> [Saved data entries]
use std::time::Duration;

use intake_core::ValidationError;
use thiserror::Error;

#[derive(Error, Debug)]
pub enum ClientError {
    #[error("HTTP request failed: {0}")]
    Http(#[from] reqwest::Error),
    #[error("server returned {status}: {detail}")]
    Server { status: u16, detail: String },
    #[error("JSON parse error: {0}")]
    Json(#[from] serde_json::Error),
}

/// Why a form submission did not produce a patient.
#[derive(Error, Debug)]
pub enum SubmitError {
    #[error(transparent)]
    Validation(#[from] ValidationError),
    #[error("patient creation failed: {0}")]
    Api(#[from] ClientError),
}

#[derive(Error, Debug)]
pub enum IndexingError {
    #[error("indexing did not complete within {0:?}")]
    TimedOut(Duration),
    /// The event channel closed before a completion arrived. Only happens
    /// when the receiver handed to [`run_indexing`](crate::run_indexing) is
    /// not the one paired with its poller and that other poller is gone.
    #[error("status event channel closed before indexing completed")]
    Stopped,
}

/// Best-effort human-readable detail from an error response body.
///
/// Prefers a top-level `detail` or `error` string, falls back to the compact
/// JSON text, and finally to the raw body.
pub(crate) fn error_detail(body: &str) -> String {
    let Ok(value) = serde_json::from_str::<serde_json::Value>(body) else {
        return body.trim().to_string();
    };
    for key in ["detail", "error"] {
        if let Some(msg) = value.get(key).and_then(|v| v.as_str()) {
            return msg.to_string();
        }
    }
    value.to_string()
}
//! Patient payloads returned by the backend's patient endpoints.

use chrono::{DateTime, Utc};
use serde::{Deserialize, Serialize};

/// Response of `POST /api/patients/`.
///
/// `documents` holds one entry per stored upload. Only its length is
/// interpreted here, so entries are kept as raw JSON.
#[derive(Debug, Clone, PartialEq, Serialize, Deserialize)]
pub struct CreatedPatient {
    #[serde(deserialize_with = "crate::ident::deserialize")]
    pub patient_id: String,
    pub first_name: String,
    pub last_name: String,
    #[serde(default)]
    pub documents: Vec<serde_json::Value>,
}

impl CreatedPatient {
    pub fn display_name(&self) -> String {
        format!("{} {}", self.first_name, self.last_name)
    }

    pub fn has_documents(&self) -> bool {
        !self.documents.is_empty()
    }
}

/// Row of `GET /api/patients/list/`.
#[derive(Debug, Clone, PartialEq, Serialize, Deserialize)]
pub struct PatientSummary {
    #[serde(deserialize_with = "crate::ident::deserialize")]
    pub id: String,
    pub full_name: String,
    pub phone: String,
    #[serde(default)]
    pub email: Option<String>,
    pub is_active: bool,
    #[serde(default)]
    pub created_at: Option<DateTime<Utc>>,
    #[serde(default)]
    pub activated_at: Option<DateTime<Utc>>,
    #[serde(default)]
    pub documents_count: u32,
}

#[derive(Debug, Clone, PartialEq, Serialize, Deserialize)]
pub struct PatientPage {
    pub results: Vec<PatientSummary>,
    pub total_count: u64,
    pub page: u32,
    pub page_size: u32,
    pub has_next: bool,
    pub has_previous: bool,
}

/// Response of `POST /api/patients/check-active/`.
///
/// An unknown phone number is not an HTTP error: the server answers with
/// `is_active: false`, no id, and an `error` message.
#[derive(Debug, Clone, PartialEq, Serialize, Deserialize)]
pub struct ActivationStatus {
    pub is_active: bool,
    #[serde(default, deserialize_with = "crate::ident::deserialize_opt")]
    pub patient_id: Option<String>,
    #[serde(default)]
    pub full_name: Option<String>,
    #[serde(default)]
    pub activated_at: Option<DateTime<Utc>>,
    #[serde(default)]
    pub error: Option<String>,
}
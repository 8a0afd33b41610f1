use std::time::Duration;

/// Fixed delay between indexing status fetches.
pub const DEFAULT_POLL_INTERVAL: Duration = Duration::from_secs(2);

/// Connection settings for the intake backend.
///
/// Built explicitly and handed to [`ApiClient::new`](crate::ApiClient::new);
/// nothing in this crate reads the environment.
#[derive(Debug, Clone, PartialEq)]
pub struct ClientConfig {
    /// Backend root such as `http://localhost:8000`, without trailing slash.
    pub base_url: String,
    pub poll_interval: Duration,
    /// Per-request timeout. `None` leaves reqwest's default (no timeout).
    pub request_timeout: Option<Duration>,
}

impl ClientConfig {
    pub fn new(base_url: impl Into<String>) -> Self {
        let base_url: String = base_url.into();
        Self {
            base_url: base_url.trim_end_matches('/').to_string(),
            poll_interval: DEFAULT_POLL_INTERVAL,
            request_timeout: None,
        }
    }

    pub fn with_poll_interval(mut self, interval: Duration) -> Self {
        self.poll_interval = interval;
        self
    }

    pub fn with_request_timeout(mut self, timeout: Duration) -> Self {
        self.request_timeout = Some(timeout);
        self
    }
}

> [YOUR INSTRUCTIONS]
Word for word, restate the lines of the data above that fall between the line holding "produce a patient." and the line holding "arrived. Only happens", inclusive, and no other lines.

> [OUTPUT BELOW]
/// Why a form submission did not produce a patient.
#[derive(Error, Debug)]
pub enum SubmitError {
    #[error(transparent)]
    Validation(#[from] ValidationError),
    #[error("patient creation failed: {0}")]
    Api(#[from] ClientError),
}

#[derive(Error, Debug)]
pub enum IndexingError {
    #[error("indexing did not complete within {0:?}")]
    TimedOut(Duration),
    /// The event channel closed before a completion arrived. Only happens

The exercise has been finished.